These are chat archives for thunder-project/thunder

16th
Feb 2015
Davis Bennett
@d-v-b
Feb 16 2015 16:20
that's what I was thinking -- you need some way of tracking the dimensions of the data other than the keys themselves. but it would speed up every voxel-wise calculation by at least 1/3
assuming zebrafish brain data with the background masked
Davis Bennett
@d-v-b
Feb 16 2015 16:43
@freeman-lab I notice that lots of Series methods which assume the values have numeric type (e.g. Series.max()) break for the output of RegressionModel, where the values have type 'Object'
Jason Wittenbach
@jwittenbach
Feb 16 2015 18:32
@d-v-b I actually started working on a DataTable class that would let us handle things like that, and it was motivated by exactly the issue you bring up: the Regression output and the desire to keep Series records restricted to storing an ndarray with numeric type elements. However it came to light Spark is actually going to be replacing their SchemaRDD object with something very similar to what I was working on.
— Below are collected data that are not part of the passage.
//! Processing collaborator traits.
//!
//! The crate never touches pixels. A [`GenerationProcessor`] owns the working
//! image and applies one re-encode per call; an [`OffloadedProcessor`] runs a
//! whole batch of re-encodes somewhere else (a worker thread) and reports how
//! far it got.

use async_trait::async_trait;
use serde::{Deserialize, Serialize};

use super::error::ProcessError;

/// Image quality relative to the original frame.
#[derive(Debug, Clone, Copy, PartialEq, Default, Serialize, Deserialize)]
pub struct QualityMetrics {
    /// Peak signal-to-noise ratio in dB; infinite for identical frames.
    pub psnr: Option<f64>,
    /// Structural similarity in `[0, 1]`.
    pub ssim: Option<f64>,
}

/// Pixels of a working image handed from one processor to another.
///
/// Produced by the processor behind an offload worker after each batch and
/// adopted by the driver's local processor, so both hold the same decayed frame.
#[derive(Debug, Clone, PartialEq, Eq, Default, Serialize, Deserialize)]
pub struct FrameSnapshot {
    /// Width in pixels.
    pub width: u32,
    /// Height in pixels.
    pub height: u32,
    /// Row-major RGBA bytes.
    pub rgba: Vec<u8>,
}

/// Applies one generation to the working image.
///
/// # Example
///
/// ```rust,ignore
/// use async_trait::async_trait;
/// use decay_playback::core::{GenerationProcessor, ProcessError};
///
/// #[derive(Clone)]
/// struct JpegCanvas { /* working buffer */ }
///
/// #[async_trait]
/// impl GenerationProcessor for JpegCanvas {
///     async fn reencode(&self, quality: f64) -> Result<(), ProcessError> {
///         // encode the working buffer at `quality`, then decode it back in place
///         Ok(())
///     }
/// }
/// ```
#[async_trait]
pub trait GenerationProcessor: Send + Sync + 'static {
    /// Re-encode the working image once at `quality` (in `(0, 1]`).
    async fn reencode(&self, quality: f64) -> Result<(), ProcessError>;

    /// Compare the working image against the original. `None` when metrics are
    /// unavailable.
    async fn measure_quality(&self) -> Option<QualityMetrics> {
        None
    }

    /// Restore the working image to the original frame.
    async fn reset_frame(&self) -> Result<(), ProcessError> {
        Ok(())
    }

    /// Copy of the working image. `None` when the processor cannot export it.
    async fn snapshot_frame(&self) -> Option<FrameSnapshot> {
        None
    }

    /// Replace the working image with `frame`.
    async fn adopt_frame(&self, _frame: FrameSnapshot) -> Result<(), ProcessError> {
        Ok(())
    }
}

/// Outcome of an offloaded batch.
#[derive(Debug, Clone, PartialEq, Default, Serialize, Deserialize)]
pub struct BatchOutcome {
    /// Generations applied before the batch finished or failed.
    pub processed: u32,
    /// Whether a generation failed after exhausting retries.
    pub failed: bool,
    /// Quality of the last applied generation.
    pub last_quality: Option<f64>,
    /// Working image after the batch, for the driver's processor to adopt.
    pub frame: Option<FrameSnapshot>,
}

/// Runs a batch of re-encodes away from the driver's execution context.
#[async_trait]
pub trait OffloadedProcessor: Send + Sync + 'static {
    /// Apply `qualities` in order, stopping at the first generation that fails
    /// `max_retry` times. Errors mean the offload path itself broke.
    ///
    /// When anything was applied, the outcome should carry the resulting
    /// frame; without it the driver's processor falls behind the offloaded copy.
    async fn process(&self, qualities: Vec<f64>, max_retry: u32) -> Result<BatchOutcome, ProcessError>;

    /// Bring the offloaded copy of the working image back to the original.
    async fn resync(&self) -> Result<(), ProcessError>;
}

/// Re-encode once, retrying up to `max_retry` attempts in total.
///
/// Returns `true` on the first success.
pub async fn reencode_with_retry<P>(processor: &P, quality: f64, max_retry: u32) -> bool
where
    P: GenerationProcessor + ?Sized,
{
    let attempts = max_retry.max(1);
    for attempt in 1..=attempts {
        match processor.reencode(quality).await {
            Ok(()) => return true,
            Err(e) => {
                tracing::debug!(attempt, max_retry = attempts, quality, error = %e, "re-encode attempt failed");
            }
        }
    }
    false
}

/// Apply `qualities` in order with retries, stopping at the first failure.
pub async fn run_batch<P>(processor: &P, qualities: &[f64], max_retry: u32) -> BatchOutcome
where
    P: GenerationProcessor + ?Sized,
{
    let mut outcome = BatchOutcome::default();
    for &quality in qualities {
        if !reencode_with_retry(processor, quality, max_retry).await {
            outcome.failed = true;
            break;
        }
        outcome.processed += 1;
        outcome.last_quality = Some(quality);
    }
    outcome
}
Thus we shelved working on the DataTable in order to see what the Spark folks come out with that we might leverage.
Davis Bennett
@d-v-b
Feb 16 2015 18:35
sounds good :hamburger:
Davis Bennett
@d-v-b
Feb 16 2015 21:19
so @jwittenbach what was your work-around to dealing with the output of RegressionModel ? For instance, I need to change the datatype of the output arrays to float16, which is impossible using the Series.astype method, so I use Series.applyValues to recast the data, but this somehow breaks series.select, so I also have to use Series.applyValues to get my data out and packed...
Jason Wittenbach
@jwittenbach
Feb 16 2015 21:27
I usually just resort to using the underlying RDD and map operations -- e.g. if I wanted to collect all of the things in the second slot of the records:
data.rdd.map(lambda (k, v): v[1]).collect()
Davis Bennett
@d-v-b
Feb 16 2015 21:28
yeah that seems like a good fallback strategy
Jason Wittenbach
@jwittenbach
Feb 16 2015 21:28
That's interesting that using Series.applyValues breaks Series.select though
I can't think of any reason why it should do that....
Jason Wittenbach
@jwittenbach
Feb 16 2015 21:34
Because none of the Data.apply type of functions don't touch the index, which is what Series.select uses to grab the right values
Davis Bennett
@d-v-b
Feb 16 2015 21:49
here's the code that worked for me:
newType = 'float16'

result = regressmodel.fit(imDat)
result = result.applyValues(lambda x: [x[0].astype(newType), x[1].astype(newType), x[2].astype(newType)])
result.cache()

betas = result.applyValues(lambda x: x[0])
stats = result.applyValues(lambda x: x[1])
resid = result.applyValues(lambda x: x[2])
the
betas = result.applyValues(lambda x: x[0])
stuff was because result.select('betas') didn't work
and result.select('betas') broke after I changed the types using applyValues
Jason Wittenbach
@jwittenbach
Feb 16 2015 21:50
Ah, ok, I think I see why select doesn't work here
Davis Bennett
@d-v-b
Feb 16 2015 21:51
am I fiddling with the dimensions / shape of result.values?
Jason Wittenbach
@jwittenbach
Feb 16 2015 21:51
On your first applyValues, you're returning a list; Thunder wants that to be an ndarray
Davis Bennett
@d-v-b
Feb 16 2015 21:51
aha
Jason Wittenbach
@jwittenbach
Feb 16 2015 21:52
so just throw an numpy.array around the return value and it should work :smiley_cat:
Davis Bennett
@d-v-b
Feb 16 2015 21:52
sweet, thanks! :hatching_chick: